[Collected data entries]
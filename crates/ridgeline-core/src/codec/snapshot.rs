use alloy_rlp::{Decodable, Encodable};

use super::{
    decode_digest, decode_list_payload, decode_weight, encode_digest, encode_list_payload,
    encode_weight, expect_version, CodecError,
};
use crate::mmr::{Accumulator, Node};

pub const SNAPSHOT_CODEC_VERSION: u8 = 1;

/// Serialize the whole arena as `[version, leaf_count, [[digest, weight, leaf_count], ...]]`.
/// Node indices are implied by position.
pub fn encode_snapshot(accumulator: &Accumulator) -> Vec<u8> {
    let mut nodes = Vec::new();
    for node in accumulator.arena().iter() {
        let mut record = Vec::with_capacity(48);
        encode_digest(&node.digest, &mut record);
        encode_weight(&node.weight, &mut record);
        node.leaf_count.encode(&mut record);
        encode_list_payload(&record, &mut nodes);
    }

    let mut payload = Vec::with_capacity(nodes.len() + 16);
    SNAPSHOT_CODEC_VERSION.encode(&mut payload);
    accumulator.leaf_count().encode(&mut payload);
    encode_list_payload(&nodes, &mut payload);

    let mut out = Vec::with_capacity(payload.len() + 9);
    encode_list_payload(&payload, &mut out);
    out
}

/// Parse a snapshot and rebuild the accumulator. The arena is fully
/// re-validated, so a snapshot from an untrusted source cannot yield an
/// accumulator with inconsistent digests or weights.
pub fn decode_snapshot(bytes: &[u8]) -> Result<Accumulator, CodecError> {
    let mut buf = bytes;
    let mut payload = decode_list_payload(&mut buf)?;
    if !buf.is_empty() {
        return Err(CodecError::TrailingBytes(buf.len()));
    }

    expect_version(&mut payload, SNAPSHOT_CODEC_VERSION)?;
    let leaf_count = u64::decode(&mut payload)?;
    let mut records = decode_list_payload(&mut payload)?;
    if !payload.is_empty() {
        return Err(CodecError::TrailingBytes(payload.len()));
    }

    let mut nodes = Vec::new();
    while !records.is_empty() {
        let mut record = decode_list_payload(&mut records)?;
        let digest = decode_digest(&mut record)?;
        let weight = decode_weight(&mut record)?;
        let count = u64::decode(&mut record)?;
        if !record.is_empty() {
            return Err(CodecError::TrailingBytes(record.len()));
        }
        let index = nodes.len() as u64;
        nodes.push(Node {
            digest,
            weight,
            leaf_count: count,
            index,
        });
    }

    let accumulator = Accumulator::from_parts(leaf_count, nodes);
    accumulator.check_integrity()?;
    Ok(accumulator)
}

» **About this task**:
Copy each line of the data above that holds "TrailingBytes".

» **Problem solution**:
        return Err(CodecError::TrailingBytes(buf.len()));
        return Err(CodecError::TrailingBytes(payload.len()));
            return Err(CodecError::TrailingBytes(record.len()));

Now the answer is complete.